Like Stoddard, Peake considers himself to be on the left, and on the issue of ranked-choice voting destroying the ability to protest vote, Peake said he would like to see the left move beyond protest votes, and for a wider spectrum of candidates to run for office. He also noted that you don’t have to rank additional candidates.

“If you really don’t have any interest, you don’t have to rank any candidates,” he said. “You’re not required to”

Natalia Muñoz, the news director at Holyoke Media, said that the ranked-choice voting campaign was confusing.

“The campaign didn’t do a good job,” she said. “It just did not even explain … you could just vote for the candidate you wanted.”

She also said that it was “very inside baseball.”

“I understood the intent of it,” she said. “But I could never explain it.”

Still, Muñoz ended up voting for the question, as she said ranked-choice voting would make it so voters wouldn’t have to choose between the lesser of two evils.

She also said she would have liked to have seen elected officials, especially from communities of color, explain that ranked-choice voting could lead to more diversity in elected positions.

Right-to-repair

Question 1 carried the day in every single community in Hampshire County by comfortable margins, according to unofficial results. It triumphed statewide by a margin of 75% to 25%.

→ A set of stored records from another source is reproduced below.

//! Waiting on a detached target while an external leak checker finishes.

use crate::config::types::Result;
use log::{debug, warn};
use nix::errno::Errno;
use nix::sys::signal::{self, Signal};
use nix::sys::wait::{waitpid, WaitPidFlag, WaitStatus};
use nix::unistd::Pid;
use std::time::{Duration, Instant};

const POLL_INTERVAL: Duration = Duration::from_millis(10);

/// How a detached process was last observed
#[derive(Debug, Clone, Copy, PartialEq, Eq)]
pub enum ExitObservation {
    Exited(i32),
    Signaled(Signal),
    /// Exited, but not our child so no status is available
    Gone,
    /// Still alive when the wait bound expired
    StillRunning,
}

/// Wait for `pid` to exit, up to `timeout`.
/// Reaps the process when it is our child, otherwise polls for its disappearance.
pub fn wait_for_exit(pid: u32, timeout: Duration) -> Result<ExitObservation> {
    let pid = Pid::from_raw(pid as i32);
    let deadline = Instant::now() + timeout;
    let mut reapable = true;

    loop {
        if reapable {
            match waitpid(pid, Some(WaitPidFlag::WNOHANG)) {
                Ok(WaitStatus::Exited(_, code)) => {
                    debug!("Process {} exited with code {}", pid, code);
                    return Ok(ExitObservation::Exited(code));
                }
                Ok(WaitStatus::Signaled(_, sig, _)) => {
                    debug!("Process {} terminated by {}", pid, sig);
                    return Ok(ExitObservation::Signaled(sig));
                }
                Ok(_) => {}
                Err(Errno::ECHILD) => {
                    debug!("Process {} is not our child, polling instead", pid);
                    reapable = false;
                }
                Err(e) => return Err(e.into()),
            }
        }

        if !reapable {
            match signal::kill(pid, None) {
                Err(Errno::ESRCH) => return Ok(ExitObservation::Gone),
                Ok(()) | Err(Errno::EPERM) => {}
                Err(e) => return Err(e.into()),
            }
        }

        if Instant::now() >= deadline {
            warn!("Process {} still running after {:?}", pid, timeout);
            return Ok(ExitObservation::StillRunning);
        }
        std::thread::sleep(POLL_INTERVAL);
    }
}

#[cfg(test)]
mod tests {
    use super::*;

    #[test]
    fn test_wait_for_child_exit() {
        let child = match std::process::Command::new("true").spawn() {
            Ok(child) => child,
            Err(e) => {
                println!("cannot spawn `true`: {}", e);
                return;
            }
        };
        let observed = wait_for_exit(child.id(), Duration::from_secs(5)).unwrap();
        assert_eq!(observed, ExitObservation::Exited(0));
    }
}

The law, which updates the state’s “right-to-repair” law, allows for telematics data from cars, which is transmitted wirelessly, to be shared with independent repair shops.

Michael Woodard, who co-owns Ernie’s Garage in Northampton with Brian DeJordy, is happy the question passed.

“It’s going to be beneficial for customers,” said Woodard, of Question 1’s passage. “They will have the choice to go where they want.”

He said that the passage of Question 1 is a “plan that we have to have in place for the future,” and that without the ability to get telematics data, Ernie’s won’t be able to do emissions repairs on cars that are starting to come out, meaning customers would have to use a dealer.

The question requires manufacturers to share telematics data starting with model 2022 cars.